Ciprofibrate treatment and diet had a significant beneficial effect on the lipid profile, as shown in table 2. After 4 months of treatment, plasma triglyceride concentrations were decreased by 44% (p < 0.001). HDL cholesterol concentrations were increased by 10.1% (p < 0.001). Non-HDL cholesterol was decreased by 19.2% (p < 0.001). Total cholesterol was also favorably modified (-14.9%, p < 0.001). In contrast, LDL cholesterol had a minor modification (-5.4%, p < 0.001). A significant decrease in fasting glycemia was observed in both obese and diabetic cases. This change was not found in lean subjects.
Table 2

Changes in the lipid profile and clinical characteristics between baseline and post-treatment values

 

Intention to treat analysis N = 437

 

Baseline

Final

Percent change

Triglycerides (mM/l)

3.01 ± 0.7

1.61 ± 0.8

-44 ± 33*

HDL Cholesterol (mM/l)

0.91 ± 0.1

0.98 ± 0.4

10 ± 52*

Non-HDL cholesterol (mM/l)

4.57 ± 0.9

3.61 ± 1.5

-19 ± 36*

Cholesterol (mM/l)

5.5 ± 0.9

4.57 ± 1.8

-14.9 ± 35*

LDL Cholesterol (mM/l)

3.1 ± 0.9

2.8 ± 1.3

-5.4 ± 59*

Mean ± standard deviation are presented. *p < 0.001 To convert to mg/dl multiple by 89 To convert to mg/dl multiple by 38

The achievement of treatment goals is the ultimate aim of lipid-lowering therapy. Almost half of the cases had reduced their triglyceride concentrations below 1.68 mM/l (150 mg/dl) (n= 191(43.7%). HDL cholesterol levels above 1.05 mM/l (40 mg/dl) were found in 51% of the cases (n = 223). Also, a significant proportion of the subjects (63.15%, n = 276) achieved the non-HDL cholesterol goal 4.2 mM/l (< 160 mg/dl). The LDL cholesterol goal < 3.4 mM/l (< 130 mg/dl) was attained by 56.2 % (n = 246). A full correction of the hypertrigliceridemia / low HDL cholesterol occurred in 129 subjects (29.5%). Many of them also had a non-HDL cholesterol level below 4.2 mM/l (160 mg/dl) (n = 101, 23.1%)

The lipid response during treatment differed between cases with a body mass index above or below 25 kg/m2. As is shown in figure 1, the percentage change in HDL cholesterol was higher in lean subjects. In contrast, the non-HDL cholesterol concentration had a significantly greater reduction among subjects with excess body weight. Both differences remained significant even after adjusting for age and gender. The lipid profile did not differ between these groups during the initial visit.
Figure 1

The percentage of change in the lipid parameters is different in cases with a body mass index above 25 kg/m2 compared to the response observed in lean individuals during treatment with ciprofibrate and diet.

Patients with diabetes had moderate hyperglycemia during the study. Their fasting glycemia was 7.7 ± 2.6 mM/l (139 ± 47 mg/dl) at baseline. A small but statistically significant decrease in glucose concentration was observed at the end of the trial (5.7 ± 3 mM/l, 104 ± 54 mg/dl p < 0.001). At baseline, their lipid profile differed, from the non-diabetic subjects, only with regards to higher triglyceride concentrations (3.13 ± 0.97 vs 2.95 ± 0.66 mM/l, p < 0.001). The lipid response to ciprofibrate and dietary treatment did not differ from that observed in the whole group.
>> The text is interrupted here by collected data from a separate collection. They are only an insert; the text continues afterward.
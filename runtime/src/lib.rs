extern crate alloc;

use alloc::collections::VecDeque;
use core::cell::RefCell;
use core::time::Duration;
use std::io::{self, ErrorKind};

use collections::bytes::{Cursor, Slice};
use log::error;
use stakker::Fwd;

mod rt;
pub mod logger;
pub mod time;

pub use rt::*;

#[cfg(target_family = "unix")]
mod sys {
	pub use std::os::fd::{AsRawFd, RawFd};

	pub use libc::{c_void as BufType, poll, pollfd as Poll, recv, send, POLLERR, POLLHUP, POLLIN, POLLNVAL, POLLOUT};

	pub fn as_raw<T: AsRawFd>(t: &T) -> RawFd {
		t.as_raw_fd()
	}
}

#[cfg(target_family = "windows")]
mod sys {
	pub use std::os::windows::io::AsRawSocket as AsRawFd;

	pub use u8 as BufType;
	pub use windows_sys::Win32::Networking::WinSock::{
		recv, send, WSAPoll as poll, POLLERR, POLLHUP, POLLNVAL, POLLRDNORM as POLLIN, POLLWRNORM as POLLOUT, SOCKET as RawFd, WSAPOLLFD as Poll,
	};

	pub fn as_raw<T: AsRawFd>(t: &T) -> RawFd {
		t.as_raw_socket() as _
	}
}

pub use sys::AsRawFd;
use sys::*;
use utils::error::*;

fn as_timeout(t: Option<Duration>) -> i32 {
	t.and_then(|d| d.as_millis().try_into().ok()).unwrap_or(-1)
}

fn ret_to_err(val: isize) -> Result<Option<usize>> {
	match TryInto::<usize>::try_into(val) {
		Ok(n) => Ok(Some(n)),
		Err(_) => {
			let err = io::Error::last_os_error();

			if matches!(err.kind(), ErrorKind::WouldBlock) {
				return Ok(None);
			}

			error!("I/O operation failed: {err}");
			Err(())
		}
	}
}

fn send(fd: RawFd, buf: &[u8]) -> Result<bool> {
	let r = unsafe { sys::send(fd, buf.as_ptr() as *mut BufType, buf.len() as _, 0) };

	if let Some(n) = ret_to_err(r as _)? {
		if n != buf.len() {
			error!("Only sent {}/{} bytes to socket", n, buf.len());
			return Err(());
		}

		Ok(true)
	} else {
		Ok(false)
	}
}

fn recv(fd: RawFd, buf: &mut Slice) -> Result<bool> {
	let r = unsafe { sys::recv(fd, buf.as_mut_ptr() as *mut BufType, buf.len() as _, 0) };

	if let Some(n) = ret_to_err(r as _)? {
		buf.truncate(n);
		Ok(true)
	} else {
		Ok(false)
	}
}

thread_local! {
	static GLOBAL: RefCell<State> = const {
		RefCell::new(State {
			fds: Vec::new(),
			entries: Vec::new(),
			polls: 0,
		})
	};
}

struct State {
	fds: Vec<Poll>,
	entries: Vec<Entry>,
	polls: u64,
}

impl State {
	fn with<X, F: FnOnce(&mut Self) -> X>(f: F) -> X {
		GLOBAL.with(|x| f(&mut x.borrow_mut()))
	}

	/// Log a summary of I/O activity on exit.
	fn log_stats(&self) {
		log::info!("Polled file descriptors {} times, {} still open at exit", self.polls, self.fds.len());
	}

	fn idx_of<T: AsRawFd>(&mut self, socket: &T) -> usize {
		let raw = as_raw(socket);
		self.fds.iter().position(|f| f.fd == raw).expect("Socket is present")
	}

	/// Returns whether any more I/O is waiting.
	fn is_io(&self) -> bool {
		!self.fds.is_empty()
	}

	/// Poll the fds. Returns whether any file descriptors are ready for I/O.
	fn poll(&mut self, timeout: Option<Duration>) -> Result<bool> {
		self.polls += 1;

		let ret = unsafe {
			poll(
				self.fds.as_mut_ptr(),
				self.fds.len().try_into().expect("Fewer than u32::MAX fds"),
				as_timeout(timeout),
			)
		};

		let mut pending: u32 = ret.try_into().map_err(|_| error!("poll() failed: {}", io::Error::last_os_error()))?;

		if pending == 0 {
			return Ok(false);
		}

		for idx in 0.. {
			let Poll { fd, events, revents } = &mut self.fds[idx];
			let entry = &mut self.entries[idx];

			if *revents == 0 {
				continue;
			}

			if *revents & POLLERR != 0 {
				panic!("Socket error while polling");
			}

			if *revents & POLLHUP != 0 {
				panic!("Socket hangup");
			}

			if *revents & POLLNVAL != 0 {
				panic!("Socket invalid");
			}

			if *revents & POLLIN != 0 {
				entry.flush_read(*fd)?;
			}

			if *revents & POLLOUT != 0 {
				entry.flush_write(*fd)?;
			};

			*events = POLLIN;

			if !entry.queue.is_empty() {
				*events |= POLLOUT;
			}

			*revents = 0;

			pending -= 1;

			if pending == 0 {
				break;
			}
		}

		Ok(true)
	}
}

struct Entry {
	fwd: Fwd<Slice>,
	queue: VecDeque<Box<[u8]>>,
}

impl Entry {
	fn flush_read(&mut self, fd: RawFd) -> Result {
		let mut buf = Slice::new(1500);

		while recv(fd, &mut buf)? {
			self.fwd.fwd(buf);
			buf = Slice::new(1500);
		}

		Ok(())
	}

	fn flush_write(&mut self, fd: RawFd) -> Result {
		assert!(!self.queue.is_empty());

		loop {
			let Some(buf) = self.queue.back_mut() else { return Ok(()) };

			if !send(fd, buf)? {
				return Ok(());
			}

			self.queue.pop_back();
		}
	}
}

pub struct Io<T: AsRawFd> {
	inner: T,
}

impl<T: AsRawFd> Io<T> {
	pub fn new(inner: T, fwd: Fwd<Slice>) -> Self {
		State::with(|i| {
			i.fds.push(Poll { fd: as_raw(&inner), events: POLLIN, revents: 0 });

			i.entries.push(Entry { fwd, queue: VecDeque::new() });

			Self { inner }
		})
	}

	pub fn write<X>(&self, f: impl FnOnce(Cursor) -> X) -> Result<X> {
		let mut vec = vec![0; 1500];
		let res = Cursor::vec(&mut vec, f);

		if !send(as_raw(&self.inner), &mut vec)? {
			State::with(|i| {
				let idx = i.idx_of(&self.inner);
				i.entries[idx].queue.push_front(vec.into_boxed_slice());
				i.fds[idx].events |= POLLOUT;
			});
		}

		Ok(res)
	}
}

impl<T: AsRawFd> Drop for Io<T> {
	fn drop(&mut self) {
		State::with(|i| {
			let idx = i.idx_of(&self.inner);
			i.entries.swap_remove(idx);
			i.fds.swap_remove(idx);
		})
	}
}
Individuals with a family history of dyslipidemia (n = 171) had higher cholesterol, triglycerides and LDL cholesterol at baseline compared to the rest of the population. The lipid response to treatment was similar to that reported in the whole group.

Multiple regression models were constructed to identify variables associated with the achievement of the treatment goals. For every target value, the main determinants were the baseline value and the percentage change after treatment. No other parameter provided additional information in any of the models. Thus, we analyzed the variables associated with the percentage change during treatment. The non-HDL cholesterol model provided more information compared to models derived from the other lipid parameters. In the non-HDL cholesterol model, a body mass index greater than 25 kg/m2, the triglyceride response and the coexistence of cholesterol above 5.2 mM/l (200 mg/dl) (mixed hyperlipidemia) were predictors for a greater non-HDL cholesterol response (table 3). For both, the HDL cholesterol and the triglycerides models, the inclusion of a body mass index < 25 kg/m2 added little information and had only borderline statistical significance. No other clinically relevant variable was associated with the percentage change of any other lipid parameter.
Table 3

Multiple regression model using as dependent variable percent of change in non-HDL cholesterol concentration

Variable

Beta coefficient ± standard error

p value

Constant

14.4 ± 2.6

< 0.001

BMI < 25 kg/m2

7.6 ± 3.6

0.036

Mixed hyperlipidemia

0.82 ± 0.2

0.003

Percent of change of triglycerides

0.68 ± 0.4

< 0.001

Correlation coefficient = 0.647, r2 = 0.419, p = 0.001 BMI, Body mass index

Liver function tests were not modified by the treatment. No patient had a significant alteration of any of the laboratory tests. There were no incidents of either myopathy or liver dysfunction. No persistent elevations in ALT, AST or CPK, defined as clinically relevant, were reported during the course of the study.

Discussion

The combination of hypertriglyceridemia / low HDL cholesterol is a common abnormality of lipoprotein metabolism and is associated with increased cardiovascular risk. Our data show that ciprofibrate and an isocaloric diet are an effective treatment for this dyslipidemia. However, there was significant variation in response to treatment between individuals. Excess body weight may be an important determinant of the lipid response. It is associated with a greater degree of non-HDL cholesterol reduction and a relatively smaller elevation in HDL cholesterol.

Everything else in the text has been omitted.